Scientific classification
- Kingdom: Animalia
- Phylum: Chordata
- Class: Actinopterygii
- Order: Gobiiformes
- Family: Gobiidae
- Genus: Aboma Jordan & Starks, 1895
- Species: A. etheostoma
- Binomial name: Aboma etheostoma D. S. Jordan & Starks, 1895
- Synonyms: Gobiosoma etheostoma (D. S. Jordan & Starks, 1895) ; Gobiosoma polyporosum C. E. Dawson, 1969 ;

= Scaly boy =

- Authority: D. S. Jordan & Starks, 1895
- Conservation status: LC
- Parent authority: Jordan & Starks, 1895

Species of fish

The scaly boy (Aboma etheostoma), also known as the scaly goby, is a species of goby native to the Pacific coast of Central America from Mexico to Panama.

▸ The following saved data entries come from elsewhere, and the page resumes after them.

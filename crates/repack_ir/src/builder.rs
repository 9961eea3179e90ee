//! Convenience builder for assembling functions instruction by instruction.
//!
//! Used heavily by tests and by anything that synthesizes IR. The builder
//! keeps a cursor block; instruction methods append there and return the
//! new [`InstrId`], which converts into an [`Operand`] wherever one is
//! needed.

use crate::func::{BinOp, BlockId, Function, InstrId, InstrKind, Operand, Param, Terminator};
use crate::layout::Align;
use crate::module::{Const, FuncId, Module};
use crate::ty::{StructId, Ty};

pub struct FunctionBuilder<'m> {
    module: &'m mut Module,
    func: Function,
    cursor: BlockId,
}

impl<'m> FunctionBuilder<'m> {
    /// Starts a function with an `entry` block and the cursor on it.
    pub fn new(module: &'m mut Module, name: impl Into<String>) -> Self {
        let mut func = Function::new(name);
        let cursor = func.add_block("entry");
        FunctionBuilder {
            module,
            func,
            cursor,
        }
    }

    pub fn param(&mut self, name: impl Into<String>, ty: Ty) -> Operand {
        let idx = self.func.params.len() as u32;
        self.func.params.push(Param {
            name: name.into(),
            ty,
        });
        Operand::Param(idx)
    }

    pub fn returns(&mut self, ty: Ty) -> &mut Self {
        self.func.ret = Some(ty);
        self
    }

    /// Creates a block without moving the cursor.
    pub fn block(&mut self, label: impl Into<String>) -> BlockId {
        self.func.add_block(label)
    }

    pub fn switch_to(&mut self, block: BlockId) {
        self.cursor = block;
    }

    pub fn cursor(&self) -> BlockId {
        self.cursor
    }

    fn push(&mut self, kind: InstrKind) -> InstrId {
        self.func.push_instr(self.cursor, kind)
    }

    pub fn alloca(&mut self, ty: Ty) -> InstrId {
        self.push(InstrKind::Alloca { ty })
    }

    /// Field address with a constant index, the common case.
    pub fn field_addr(
        &mut self,
        base: impl Into<Operand>,
        struct_id: StructId,
        index: u64,
    ) -> InstrId {
        self.push(InstrKind::FieldAddr {
            base: base.into(),
            struct_id,
            index: Operand::Const(Const::i32(index as i64)),
        })
    }

    /// Field address with an arbitrary index operand.
    pub fn field_addr_dyn(
        &mut self,
        base: impl Into<Operand>,
        struct_id: StructId,
        index: impl Into<Operand>,
    ) -> InstrId {
        self.push(InstrKind::FieldAddr {
            base: base.into(),
            struct_id,
            index: index.into(),
        })
    }

    pub fn elem_addr(
        &mut self,
        base: impl Into<Operand>,
        elem_ty: Ty,
        index: impl Into<Operand>,
    ) -> InstrId {
        self.push(InstrKind::ElemAddr {
            base: base.into(),
            elem_ty,
            index: index.into(),
        })
    }

    pub fn load(&mut self, addr: impl Into<Operand>, ty: Ty) -> InstrId {
        self.push(InstrKind::Load {
            addr: addr.into(),
            ty,
            align: None,
        })
    }

    pub fn load_aligned(&mut self, addr: impl Into<Operand>, ty: Ty, align: Align) -> InstrId {
        self.push(InstrKind::Load {
            addr: addr.into(),
            ty,
            align: Some(align),
        })
    }

    pub fn store(&mut self, addr: impl Into<Operand>, value: impl Into<Operand>) -> InstrId {
        self.push(InstrKind::Store {
            addr: addr.into(),
            value: value.into(),
            align: None,
        })
    }

    pub fn store_aligned(
        &mut self,
        addr: impl Into<Operand>,
        value: impl Into<Operand>,
        align: Align,
    ) -> InstrId {
        self.push(InstrKind::Store {
            addr: addr.into(),
            value: value.into(),
            align: Some(align),
        })
    }

    pub fn mem_copy(
        &mut self,
        dst: impl Into<Operand>,
        src: impl Into<Operand>,
        len: impl Into<Operand>,
    ) -> InstrId {
        self.push(InstrKind::MemCopy {
            dst: dst.into(),
            src: src.into(),
            len: len.into(),
        })
    }

    pub fn mem_fill(
        &mut self,
        dst: impl Into<Operand>,
        byte: impl Into<Operand>,
        len: impl Into<Operand>,
    ) -> InstrId {
        self.push(InstrKind::MemFill {
            dst: dst.into(),
            byte: byte.into(),
            len: len.into(),
        })
    }

    pub fn call(
        &mut self,
        callee: impl Into<String>,
        args: Vec<Operand>,
        ty: Option<Ty>,
    ) -> InstrId {
        self.push(InstrKind::Call {
            callee: callee.into(),
            args,
            ty,
        })
    }

    pub fn bin(
        &mut self,
        op: BinOp,
        lhs: impl Into<Operand>,
        rhs: impl Into<Operand>,
        ty: Ty,
    ) -> InstrId {
        self.push(InstrKind::Bin {
            op,
            lhs: lhs.into(),
            rhs: rhs.into(),
            ty,
        })
    }

    pub fn ret(&mut self, value: Option<Operand>) {
        self.func.block_mut(self.cursor).term = Terminator::Ret(value);
    }

    pub fn br(&mut self, dest: BlockId) {
        self.func.block_mut(self.cursor).term = Terminator::Br(dest);
    }

    pub fn cond_br(&mut self, cond: impl Into<Operand>, then_dest: BlockId, else_dest: BlockId) {
        self.func.block_mut(self.cursor).term = Terminator::CondBr {
            cond: cond.into(),
            then_dest,
            else_dest,
        };
    }

    /// Hands the finished function to the module.
    pub fn finish(self) -> FuncId {
        self.module.add_function(self.func)
    }
}
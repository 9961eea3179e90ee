//! Natural-loop detection over a function's control-flow graph.
//!
//! Dominators come from the iterative Cooper/Harvey/Kennedy algorithm on a
//! reverse-postorder numbering. A back edge `u -> h` (where `h` dominates
//! `u`) defines a natural loop whose body is everything that reaches `u`
//! without passing through `h`. Loops sharing a header are merged, and the
//! nesting depth of a block is the number of loop bodies containing it.

use ahash::AHashMap;
use ahash::AHashSet;
use tracing::trace;

use crate::func::{BlockId, Function};

const UNDEF: usize = usize::MAX;

/// Per-block loop nesting depth for one function.
pub struct LoopInfo {
    depth: Vec<u32>,
    loops: usize,
}

impl LoopInfo {
    pub fn compute(func: &Function) -> LoopInfo {
        let n = func.block_count();
        let mut depth = vec![0u32; n];
        if n == 0 {
            return LoopInfo { depth, loops: 0 };
        }

        let mut succs: Vec<Vec<usize>> = vec![Vec::new(); n];
        let mut preds: Vec<Vec<usize>> = vec![Vec::new(); n];
        for (id, block) in func.blocks() {
            for succ in block.term.successors() {
                succs[id.index()].push(succ.index());
                preds[succ.index()].push(id.index());
            }
        }

        // Reverse postorder from the entry. Unreachable blocks never get a
        // number and stay at depth 0.
        let mut post: Vec<usize> = Vec::with_capacity(n);
        let mut visited = vec![false; n];
        let mut stack: Vec<(usize, usize)> = vec![(0, 0)];
        visited[0] = true;
        while let Some(frame) = stack.last_mut() {
            let node = frame.0;
            if frame.1 < succs[node].len() {
                let next = succs[node][frame.1];
                frame.1 += 1;
                if !visited[next] {
                    visited[next] = true;
                    stack.push((next, 0));
                }
            } else {
                post.push(node);
                stack.pop();
            }
        }
        let rpo: Vec<usize> = post.into_iter().rev().collect();
        let mut rpo_index = vec![UNDEF; n];
        for (i, &b) in rpo.iter().enumerate() {
            rpo_index[b] = i;
        }

        // Immediate dominators, iterated to a fixed point. The entry is its
        // own idom, which terminates every chain walk.
        let mut idom = vec![UNDEF; n];
        idom[0] = 0;
        let mut changed = true;
        while changed {
            changed = false;
            for &b in rpo.iter().skip(1) {
                let mut new_idom = UNDEF;
                for &p in &preds[b] {
                    if idom[p] == UNDEF {
                        continue;
                    }
                    new_idom = if new_idom == UNDEF {
                        p
                    } else {
                        intersect(p, new_idom, &idom, &rpo_index)
                    };
                }
                if new_idom != UNDEF && idom[b] != new_idom {
                    idom[b] = new_idom;
                    changed = true;
                }
            }
        }

        // Back edges and their natural loop bodies, merged per header.
        let mut bodies: AHashMap<usize, AHashSet<usize>> = AHashMap::new();
        for &u in &rpo {
            for &h in &succs[u] {
                if rpo_index[h] == UNDEF || !dominates(h, u, &idom) {
                    continue;
                }
                let body = bodies.entry(h).or_default();
                body.insert(h);
                let mut work = vec![u];
                while let Some(x) = work.pop() {
                    if body.insert(x) {
                        for &p in &preds[x] {
                            if rpo_index[p] != UNDEF {
                                work.push(p);
                            }
                        }
                    }
                }
            }
        }

        for body in bodies.values() {
            for &b in body {
                depth[b] += 1;
            }
        }

        trace!(
            func = %func.name,
            loops = bodies.len(),
            "computed loop nesting"
        );
        LoopInfo {
            depth,
            loops: bodies.len(),
        }
    }

    #[inline]
    pub fn depth(&self, block: BlockId) -> u32 {
        self.depth[block.index()]
    }

    pub fn loop_count(&self) -> usize {
        self.loops
    }
}

fn intersect(mut a: usize, mut b: usize, idom: &[usize], rpo_index: &[usize]) -> usize {
    while a != b {
        while rpo_index[a] > rpo_index[b] {
            a = idom[a];
        }
        while rpo_index[b] > rpo_index[a] {
            b = idom[b];
        }
    }
    a
}

/// Whether `a` dominates `b`, by walking `b`'s idom chain up to the entry.
fn dominates(a: usize, mut b: usize, idom: &[usize]) -> bool {
    loop {
        if b == a {
            return true;
        }
        let up = idom[b];
        if up == b || up == UNDEF {
            return false;
        }
        b = up;
    }
}
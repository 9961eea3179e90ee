//! End-to-end runs of the layout pass over hand-built modules.
//!
//! Each test constructs a module with the builder, runs the full
//! pipeline, and checks the observable contract: field order, rewritten
//! access indexes, permuted initializers, resized bulk ops, and the
//! fixed point on a second run.

use repack::{optimize_module, Options};
use repack_ir::{
    Align, Const, FuncId, FunctionBuilder, Global, GlobalId, InstrId, InstrKind, Module, StructDef,
    StructId, Ty,
};
use repack_utils::init_test_logging;

fn field_index_of(module: &Module, func: FuncId, fa: InstrId) -> Option<i64> {
    match &module.func(func).instr(fa).kind {
        InstrKind::FieldAddr { index, .. } => index.const_int(),
        other => panic!("expected a field address, found {other:?}"),
    }
}

fn init_values(module: &Module, gid: GlobalId) -> Vec<i64> {
    let Some(Const::Struct { elems, .. }) = &module.global(gid).init else {
        panic!("global lost its aggregate initializer");
    };
    elems
        .iter()
        .map(|e| e.int_value().unwrap_or_else(|| panic!("non-int element {e:?}")))
        .collect()
}

/// {i32 cold, i64 hot_b, i32 hot_c} with the hot pair touched inside a
/// loop, plus a global initializer and a whole-struct copy.
fn hot_cold_module() -> (Module, StructId, GlobalId, FuncId, [InstrId; 3], InstrId) {
    let mut module = Module::new("hot_cold");
    let sid = module.add_struct(StructDef::new(
        Some("packet".into()),
        vec![Ty::I32, Ty::I64, Ty::I32],
    ));
    let gid = module.add_global(Global {
        name: "template".into(),
        ty: Ty::Struct(sid),
        init: Some(Const::Struct {
            struct_id: sid,
            elems: vec![Const::i32(1), Const::i64(2), Const::i32(3)],
        }),
        align: None,
    });

    let mut b = FunctionBuilder::new(&mut module, "process");
    let cond = b.param("more", Ty::I8);
    let slot = b.alloca(Ty::Struct(sid));
    let copy = b.mem_copy(slot, gid, Const::i64(24));
    let pa = b.field_addr(slot, sid, 0);
    b.load(pa, Ty::I32);
    let head = b.block("head");
    let body = b.block("body");
    let exit = b.block("exit");
    b.br(head);
    b.switch_to(head);
    b.cond_br(cond, body, exit);
    b.switch_to(body);
    let pb = b.field_addr(slot, sid, 1);
    let vb = b.load(pb, Ty::I64);
    b.store(pb, vb);
    let pc = b.field_addr(slot, sid, 2);
    b.load(pc, Ty::I32);
    b.br(head);
    b.switch_to(exit);
    b.ret(None);
    let fid = b.finish();

    (module, sid, gid, fid, [pa, pb, pc], copy)
}
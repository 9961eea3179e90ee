use std::sync::Once;

use tracing_subscriber::{EnvFilter, fmt};

static INIT: Once = Once::new();

const DEFAULT_FILTER: &str = "repack=info,repack_ir=info";

/// Initialise tracing subscriber once per process.
///
/// `RUST_LOG` overrides the default filter; `RUST_LOG=repack=trace` narrates
/// every individual rewrite the optimizer performs.
pub fn init_logging() {
    INIT.call_once(|| {
        let env_filter =
            EnvFilter::try_from_default_env().unwrap_or_else(|_| EnvFilter::new(DEFAULT_FILTER));

        fmt()
            .with_env_filter(env_filter)
            .with_target(false)
            .compact()
            .init();
    });
}

/// Like [`init_logging`], but routes output through the test harness so it
/// only surfaces for failing tests.
pub fn init_test_logging() {
    INIT.call_once(|| {
        let env_filter =
            EnvFilter::try_from_default_env().unwrap_or_else(|_| EnvFilter::new(DEFAULT_FILTER));

        fmt()
            .with_env_filter(env_filter)
            .with_target(false)
            .with_test_writer()
            .compact()
            .init();
    });
}
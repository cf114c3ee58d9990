use clap::Args;

pub const DEFAULT_HEAP_KEYS: [i64; 10] = [10, 20, 30, 5, 7, 9, 11, 13, 15, 17];
pub const DEFAULT_LIST_VALUES: [i64; 9] = [9, 32, 52, 62, 3, 235, 351, 52, 11];

/// Options shared by every subcommand
#[derive(Debug, Args)]
pub struct CommonOptions {
    /// Log at debug level
    #[arg(short, long)]
    pub verbose: bool,
}

impl CommonOptions {
    pub fn log_level(&self) -> log::LevelFilter {
        if self.verbose {
            log::LevelFilter::Debug
        } else {
            log::LevelFilter::Info
        }
    }
}

/// Options controlling the max-heap walkthrough
#[derive(Debug, Args)]
pub struct HeapOptions {
    /// Keys to insert, in order
    #[arg(short, long, value_delimiter = ',', allow_negative_numbers = true,
        default_values_t = DEFAULT_HEAP_KEYS)]
    pub keys: Vec<i64>,

    /// Number of times to extract the maximum once all keys are inserted
    #[arg(short, long, required = false, default_value = "5")]
    pub extractions: usize,

    /// Treat extracting from an empty heap as an error
    #[arg(long)]
    pub strict: bool,
}

/// Options controlling the linked list walkthrough
#[derive(Debug, Args)]
pub struct ListOptions {
    /// Values to prepend, in order
    #[arg(long, value_delimiter = ',', allow_negative_numbers = true,
        default_values_t = DEFAULT_LIST_VALUES)]
    pub values: Vec<i64>,

    /// Values to delete every occurrence of
    #[arg(long, value_delimiter = ',', allow_negative_numbers = true,
        default_values_t = [52, 500])]
    pub delete: Vec<i64>,

    /// Values to search for
    #[arg(long, value_delimiter = ',', allow_negative_numbers = true,
        default_values_t = [235, 666])]
    pub search: Vec<i64>,
}

impl Default for HeapOptions {
    fn default() -> Self {
        HeapOptions {
            keys: DEFAULT_HEAP_KEYS.to_vec(),
            extractions: 5,
            strict: false,
        }
    }
}

impl Default for ListOptions {
    fn default() -> Self {
        ListOptions {
            values: DEFAULT_LIST_VALUES.to_vec(),
            delete: vec![52, 500],
            search: vec![235, 666],
        }
    }
}
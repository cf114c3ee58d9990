pub mod demo;
pub mod errors;
pub mod heap;
pub mod linked_list;
pub mod options;
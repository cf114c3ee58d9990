use std::io::Write;

use itertools::Itertools;

use crate::{
    errors::as_io_error,
    heap::MaxHeap,
    linked_list::LinkedList,
    options::{HeapOptions, ListOptions},
};

const RULE: &str = "=-=-=-=-=-=-=-=-=-=-=-=-=-=-=-=-=-=-=";

/// Insert the keys one at a time, then extract the maximum repeatedly,
/// logging the heap's internal layout after every step.
///
/// Returns the result of each extraction; `None` marks an extraction
/// from an empty heap. With `strict` set, such an extraction is an error.
pub fn heap_demo(opts: &HeapOptions) -> std::io::Result<Vec<Option<i64>>> {
    let mut heap = MaxHeap::with_capacity(opts.keys.len());
    for k in opts.keys.iter() {
        heap.insert(*k);
        log::info!("insert {}: {}", k, heap);
    }

    let mut res = Vec::with_capacity(opts.extractions);
    for _ in 0..opts.extractions {
        match heap.try_extract_max() {
            Ok(x) => {
                log::debug!("extracted {} leaving {} keys", x, heap.size());
                log::info!("extract {}: {}", x, heap);
                res.push(Some(x));
            }
            Err(e) if opts.strict => return Err(as_io_error(e)),
            Err(e) => {
                log::warn!("{}", e);
                res.push(None);
            }
        }
    }
    Ok(res)
}

/// Sort `keys` into non-increasing order by passing them through a heap.
pub fn heap_sort<K: Ord + Clone>(keys: &[K]) -> Vec<K> {
    let mut heap: MaxHeap<K> = keys.iter().cloned().collect();
    std::iter::from_fn(|| heap.extract_max()).collect()
}

pub fn sort_keys<W: Write>(keys: &[i64], out: &mut W) -> std::io::Result<()> {
    log::info!("sorting {} keys", keys.len());
    let sorted = heap_sort(keys);
    writeln!(out, "{}", sorted.iter().join(" "))
}

fn write_list<W: Write>(list: &LinkedList<i64>, out: &mut W) -> std::io::Result<()> {
    writeln!(out, "{}", list)?;
    writeln!(out, "Linked list length is: {}", list.len())?;
    writeln!(out, "{}", RULE)
}

/// Walk through the linked list operations, printing the list after each.
pub fn list_demo<W: Write>(opts: &ListOptions, out: &mut W) -> std::io::Result<()> {
    log::info!("building a linked list of {} values", opts.values.len());

    let mut list = LinkedList::new();
    for v in opts.values.iter() {
        list.prepend(*v);
    }
    writeln!(out, "{}", list)?;

    for v in opts.delete.iter() {
        writeln!(out, "Deleting by value = {}", v)?;
        let n = list.delete_all_by_value(v);
        log::debug!("removed {} nodes holding {}", n, v);
        write_list(&list, out)?;
    }

    if let Some(head) = list.iter().next().copied() {
        writeln!(out, "Deleting by value = {}; target is head node", head)?;
        list.delete_all_by_value(&head);
        write_list(&list, out)?;
    }

    writeln!(out, "Deleting head")?;
    if list.delete_head().is_none() {
        log::warn!("list was already empty");
    }
    write_list(&list, out)?;

    for v in opts.search.iter() {
        writeln!(out, "Searching for {}", v)?;
        match list.search(v) {
            Some(_) => writeln!(out, "search result: found")?,
            None => writeln!(out, "search result: not found")?,
        }
        writeln!(out, "{}", RULE)?;
    }

    writeln!(out, "Empty list")?;
    let mut empty: LinkedList<i64> = LinkedList::new();
    empty.delete_all_by_value(&10);
    writeln!(out, "{}", empty)?;
    writeln!(out, "Empty linked list length is: {}", empty.len())?;
    writeln!(out, "{}", RULE)?;

    Ok(())
}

This species is the only known member of its genus.

==Description==
The scaly boy can grow as long as 3.4 cm. It has notably large eyes and a small mouth, as well as being mottled light brown in color.

== Habitat ==
This species is demersal, inhabiting shallow estuaries with a substrate of mud and sand to a depth of 8 m. This habitat is impacted by the expansion of shrimp farming, aquaculture, and mangrove destruction.